As of the 2020 United States census, there were 962 people, 575 households, and 371 families residing in the CDP.

===2010 census===
As of the census of 2010, there were 3,488 people, 528 households, and 459 families residing in the CDP. The population density was 7,202.3 PD/sqmi. There were 572 housing units at an average density of 2,070.2 /sqmi. The racial makeup of the CDP was 67.19% White, 0.85% African American, 0.30% Native American, 0.05% Asian, 29.40% from other races, and 2.21% from two or more races. Hispanic or Latino of any race were 93.32% of the population.

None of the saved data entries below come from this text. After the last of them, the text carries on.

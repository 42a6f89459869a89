//! Decoded feature types shared by the binary decoders and the feature cache.

use std::fmt;

use auto_impl::auto_impl;

/// A positioned feature on a named chromosome.
///
/// This is the seam between producers (the binary block decoders, external
/// tabular parsers) and consumers (the feature cache): anything exposing a
/// chromosome name and a base-pair span can be cached and range-queried.
pub trait GenomicInterval {
    fn chrom(&self) -> &str;
    fn start(&self) -> u32;
    fn end(&self) -> u32;
}

/// Maps on-disk chromosome names to canonical names (e.g. `1` -> `chr1`).
///
/// Applied while building the chromosome dictionary and while partitioning
/// features into the cache, so queries may use either spelling.
#[auto_impl(&, Box, Arc)]
pub trait ChromAliases {
    fn canonical_name(&self, name: &str) -> String;
}

/// A genomic range with a chromosome name, half-open on the base axis.
#[derive(Clone, Debug, PartialEq, Eq)]
pub struct GenomicRange {
    pub chrom: String,
    pub start: u32,
    pub end: u32,
}

impl GenomicRange {
    pub fn new(chrom: impl Into<String>, start: u32, end: u32) -> Self {
        Self {
            chrom: chrom.into(),
            start,
            end,
        }
    }

    /// True if `[start, end)` on `chrom` lies entirely within this range
    #[must_use]
    pub fn contains(&self, chrom: &str, start: u32, end: u32) -> bool {
        self.chrom == chrom && self.start <= start && end <= self.end
    }

    #[must_use]
    pub fn contains_range(&self, other: &GenomicRange) -> bool {
        self.contains(&other.chrom, other.start, other.end)
    }
}

/// Strand of a bed feature.
#[derive(Clone, Copy, Debug, Default, PartialEq, Eq)]
pub enum Strand {
    Forward,
    Reverse,
    #[default]
    Unknown,
}

impl Strand {
    #[must_use]
    pub fn from_token(token: &str) -> Self {
        match token {
            "+" => Self::Forward,
            "-" => Self::Reverse,
            _ => Self::Unknown,
        }
    }
}

impl fmt::Display for Strand {
    fn fmt(&self, f: &mut fmt::Formatter<'_>) -> fmt::Result {
        match self {
            Self::Forward => write!(f, "+"),
            Self::Reverse => write!(f, "-"),
            Self::Unknown => write!(f, "."),
        }
    }
}

/// A single value span from a wig data block.
#[derive(Clone, Debug, PartialEq)]
pub struct WigValue {
    pub chrom: String,
    pub start: u32,
    pub end: u32,
    pub value: f32,
}

/// An exon span in absolute coordinates.
#[derive(Clone, Copy, Debug, PartialEq, Eq)]
pub struct Exon {
    pub start: u32,
    pub end: u32,
}

/// An annotation record from a bed data block.
///
/// Everything past the coordinates is optional; fields are populated from
/// however many tab-separated tokens the record carries.
#[derive(Clone, Debug, Default, PartialEq)]
pub struct BedFeature {
    pub chrom: String,
    pub start: u32,
    pub end: u32,
    pub name: Option<String>,
    pub score: Option<f32>,
    pub strand: Option<Strand>,
    pub thick_start: Option<u32>,
    pub thick_end: Option<u32>,
    pub color: Option<String>,
    pub exons: Vec<Exon>,
}

/// A precomputed summary bin from a zoom level.
#[derive(Clone, Debug, PartialEq)]
pub struct ZoomSummary {
    pub chrom: String,
    pub start: u32,
    pub end: u32,
    pub valid_count: u32,
    pub min_val: f32,
    pub max_val: f32,
    pub sum_data: f32,
    pub sum_squares: f32,
    /// Mean over covered bases, `0` when the bin is empty
    pub value: f32,
}

/// Any feature a query can produce, depending on file kind and zoom level.
#[derive(Clone, Debug, PartialEq)]
pub enum Feature {
    Value(WigValue),
    Bed(BedFeature),
    Summary(ZoomSummary),
}

impl Feature {
    /// The numeric value, where the variant carries one
    #[must_use]
    pub fn value(&self) -> Option<f32> {
        match self {
            Self::Value(v) => Some(v.value),
            Self::Summary(s) => Some(s.value),
            Self::Bed(_) => None,
        }
    }

    /// The feature name, where the variant carries one
    #[must_use]
    pub fn name(&self) -> Option<&str> {
        match self {
            Self::Bed(b) => b.name.as_deref(),
            _ => None,
        }
    }
}

impl GenomicInterval for WigValue {
    fn chrom(&self) -> &str {
        &self.chrom
    }
    fn start(&self) -> u32 {
        self.start
    }
    fn end(&self) -> u32 {
        self.end
    }
}

impl GenomicInterval for BedFeature {
    fn chrom(&self) -> &str {
        &self.chrom
    }
    fn start(&self) -> u32 {
        self.start
    }
    fn end(&self) -> u32 {
        self.end
    }
}

impl GenomicInterval for ZoomSummary {
    fn chrom(&self) -> &str {
        &self.chrom
    }
    fn start(&self) -> u32 {
        self.start
    }
    fn end(&self) -> u32 {
        self.end
    }
}

impl GenomicInterval for Feature {
    fn chrom(&self) -> &str {
        match self {
            Self::Value(v) => &v.chrom,
            Self::Bed(b) => &b.chrom,
            Self::Summary(s) => &s.chrom,
        }
    }

    fn start(&self) -> u32 {
        match self {
            Self::Value(v) => v.start,
            Self::Bed(b) => b.start,
            Self::Summary(s) => s.start,
        }
    }

    fn end(&self) -> u32 {
        match self {
            Self::Value(v) => v.end,
            Self::Bed(b) => b.end,
            Self::Summary(s) => s.end,
        }
    }
}
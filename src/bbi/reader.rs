//! Top-level track reader: header caching, index selection and range queries.

use std::collections::hash_map::Entry;
use std::collections::HashMap;
use std::io::Read;

use flate2::read::ZlibDecoder;

use crate::error::{Error, FormatError, Result};
use crate::record::{ChromAliases, Feature, GenomicInterval};
use crate::source::ByteSource;

use super::decode::{decode_bed_block, decode_wig_block, decode_zoom_block};
use super::header::{FileKind, TrackInfo};
use super::rtree::RTreeIndex;
use super::zoom::zoom_level_for_scale;

/// Which record layout the selected index points at.
#[derive(Clone, Copy)]
enum BlockDecoder {
    Wig,
    Bed,
    Zoom,
}

/// A reader over one indexed track file.
///
/// The header and chromosome dictionary load on first use and stay cached;
/// each queried index root keeps its [`RTreeIndex`] (and every node that
/// index has fetched) alive for the reader's lifetime, so repeated queries
/// against the same resolution only pay for their data blocks.
pub struct TrackReader<S> {
    source: S,
    aliases: Option<Box<dyn ChromAliases>>,
    info: Option<TrackInfo>,
    rtree_cache: HashMap<u64, RTreeIndex>,
}

impl<S: ByteSource> TrackReader<S> {
    #[must_use]
    pub fn new(source: S) -> Self {
        Self {
            source,
            aliases: None,
            info: None,
            rtree_cache: HashMap::new(),
        }
    }

    /// A reader that canonicalizes chromosome names during dictionary load.
    #[must_use]
    pub fn with_aliases(source: S, aliases: impl ChromAliases + 'static) -> Self {
        Self {
            source,
            aliases: Some(Box::new(aliases)),
            info: None,
            rtree_cache: HashMap::new(),
        }
    }

    /// Loads the header, zoom levels and chromosome dictionary.
    ///
    /// Idempotent: the first call reads the file's metadata region, every
    /// later call returns the cached [`TrackInfo`] without touching I/O.
    pub fn load_header(&mut self) -> Result<&TrackInfo> {
        match &mut self.info {
            Some(info) => Ok(info),
            slot => {
                let info = TrackInfo::read(&self.source, self.aliases.as_deref())?;
                Ok(slot.insert(info))
            }
        }
    }

    /// The cached metadata, if [`load_header`](Self::load_header) has run.
    #[must_use]
    pub fn info(&self) -> Option<&TrackInfo> {
        self.info.as_ref()
    }

    /// Queries `[start, end)` on one chromosome at the given resolution.
    ///
    /// `bp_per_pixel` picks the zoom level: the coarsest level still finer
    /// than the scale, or full-resolution data when none qualifies. An
    /// unknown chromosome or an empty window yields `Ok(vec![])`.
    pub fn query(
        &mut self,
        chrom: &str,
        start: u32,
        end: u32,
        bp_per_pixel: f64,
    ) -> Result<Vec<Feature>> {
        if start >= end {
            return Ok(Vec::new());
        }
        self.query_range(chrom, start, chrom, end, bp_per_pixel)
    }

    /// Queries a range that may span chromosomes, from `chrom1:start` to
    /// `chrom2:end` in the file's chromosome order.
    pub fn query_range(
        &mut self,
        chrom1: &str,
        start: u32,
        chrom2: &str,
        end: u32,
        bp_per_pixel: f64,
    ) -> Result<Vec<Feature>> {
        self.load_header()?;
        let Self {
            source,
            info,
            rtree_cache,
            ..
        } = self;
        let Some(info) = info.as_ref() else {
            return Ok(Vec::new());
        };

        let (tree_offset, decoder) = match zoom_level_for_scale(bp_per_pixel, &info.zoom_headers) {
            Some(zoom) => (zoom.index_offset, BlockDecoder::Zoom),
            None => (
                info.header.full_index_offset,
                match info.kind {
                    FileKind::Wig => BlockDecoder::Wig,
                    FileKind::Bed => BlockDecoder::Bed,
                },
            ),
        };

        let (Some(id1), Some(id2)) = (info.chroms.id(chrom1), info.chroms.id(chrom2)) else {
            return Ok(Vec::new());
        };

        let index = match rtree_cache.entry(tree_offset) {
            Entry::Occupied(entry) => entry.into_mut(),
            Entry::Vacant(entry) => {
                entry.insert(RTreeIndex::load(&*source, tree_offset, info.little_endian)?)
            }
        };
        let leaves = index.find_overlapping(&*source, id1, start, id2, end)?;
        if leaves.is_empty() {
            return Ok(Vec::new());
        }

        // Consolidate all selected blocks into one read spanning them,
        // then slice each block back out of the fetched range.
        let mut range_start = u64::MAX;
        let mut range_end = 0u64;
        for item in &leaves {
            range_start = range_start.min(item.data_offset);
            range_end = range_end.max(item.data_offset + item.data_size);
        }
        let data = source.read(range_start, (range_end - range_start) as usize)?;

        let compressed = info.header.uncompress_buf_size > 0;
        let mut features = Vec::new();
        for item in &leaves {
            let begin = (item.data_offset - range_start) as usize;
            let stop = begin + item.data_size as usize;
            let Some(block) = data.get(begin..stop) else {
                return Err(FormatError::TruncatedBlock {
                    offset: item.data_offset,
                    size: item.data_size,
                }
                .into());
            };

            let plain;
            let block = if compressed {
                plain = inflate(block, item.data_offset)?;
                plain.as_slice()
            } else {
                block
            };

            match decoder {
                BlockDecoder::Wig => decode_wig_block(
                    block,
                    info.little_endian,
                    id1,
                    start,
                    id2,
                    end,
                    &info.chroms,
                    &mut features,
                )?,
                BlockDecoder::Bed => decode_bed_block(
                    block,
                    info.little_endian,
                    id1,
                    start,
                    id2,
                    end,
                    &info.chroms,
                    &mut features,
                )?,
                BlockDecoder::Zoom => decode_zoom_block(
                    block,
                    info.little_endian,
                    id1,
                    start,
                    id2,
                    end,
                    &info.chroms,
                    &mut features,
                )?,
            }
        }

        features.sort_by_key(GenomicInterval::start);
        Ok(features)
    }
}

fn inflate(block: &[u8], offset: u64) -> Result<Vec<u8>> {
    let mut decoder = ZlibDecoder::new(block);
    let mut plain = Vec::new();
    decoder
        .read_to_end(&mut plain)
        .map_err(|source| Error::DecompressionError { offset, source })?;
    Ok(plain)
}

There were 528 households, out of which 56.8% had children under the age of 18 living with them, 64.8% were married couples living together, 15.0% had a female householder with no husband present, and 12.9% were non-families. 10.8% of all households were made up of individuals, and 2.8% had someone living alone who was 65 years of age or older. The average household size was 3.77 and the average family size was 4.04.

In the CDP, the population was spread out, with 37.5% under the age of 18, 12.2% from 18 to 24, 30.1% from 25 to 44, 14.8% from 45 to 64, and 5.4% who were 65 years of age or older. The median age was 25 years. For every 100 females, there were 100.4 males. For every 100 females age 18 and over, there were 97.9 males.

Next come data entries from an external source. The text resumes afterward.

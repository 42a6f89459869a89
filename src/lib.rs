//! # bintrack
//!
//! Random-access range queries over indexed binary genomic track formats
//! (BigWig/BigBed), served from any byte-addressable source.
//!
//! The crate is a read-only storage engine: a disk-resident R tree maps
//! genomic intervals to compressed data blocks, a B+ tree maps chromosome
//! names to dense ids, and per-resolution zoom levels bound the cost of
//! low-resolution queries. Decoded feature lists can additionally be held
//! in a [`FeatureCache`] for repeated sub-range queries without rescanning.
//!
//! Open a local file and query a region:
//!
//! ```no_run
//! use bintrack::{MmapSource, TrackReader};
//!
//! # fn main() -> bintrack::Result<()> {
//! let mut reader = TrackReader::new(MmapSource::open("signal.bw")?);
//! for feature in reader.query("chr1", 10_000, 20_000, 1.0)? {
//!     // start-sorted features overlapping [10_000, 20_000)
//! }
//! # Ok(())
//! # }
//! ```

mod bbi;
mod cache;
mod cursor;
mod error;
mod record;
mod source;

pub use bbi::{
    zoom_level_for_scale, Bounds, ChromDict, ChromInfo, FileKind, Header, LeafItem, RTreeIndex,
    TotalSummary, TrackInfo, TrackReader, ZoomLevelHeader,
};
pub use cache::{Entry, FeatureCache, IntervalTree};
pub use cursor::ByteCursor;
pub use error::{Error, FormatError, Result};
pub use record::{
    BedFeature, ChromAliases, Exon, Feature, GenomicInterval, GenomicRange, Strand, WigValue,
    ZoomSummary,
};
pub use source::{ByteSource, BytesSource, MmapSource};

The median income for a household in the CDP was $18,083, and the median income for a family was $19,491. Males had a median income of $15,677 versus $14,861 for females. The per capita income for the CDP was $6,538. About 37.7% of families and 45.6% of the population were below the poverty line, including 55.4% of those under age 18 and 25.6% of those age 65 or over.

==Education==
Children living in Laguna Heights are zoned to schools in Point Isabel Independent School District. Children go to Garriga Elementary School (Grades K-2), Derry Elementary School, (3-5), Port Isabel Junior High School (6-8), and Port Isabel High School (9-12). All of the schools are in Port Isabel.

In addition, South Texas Independent School District operates magnet schools that serve the community.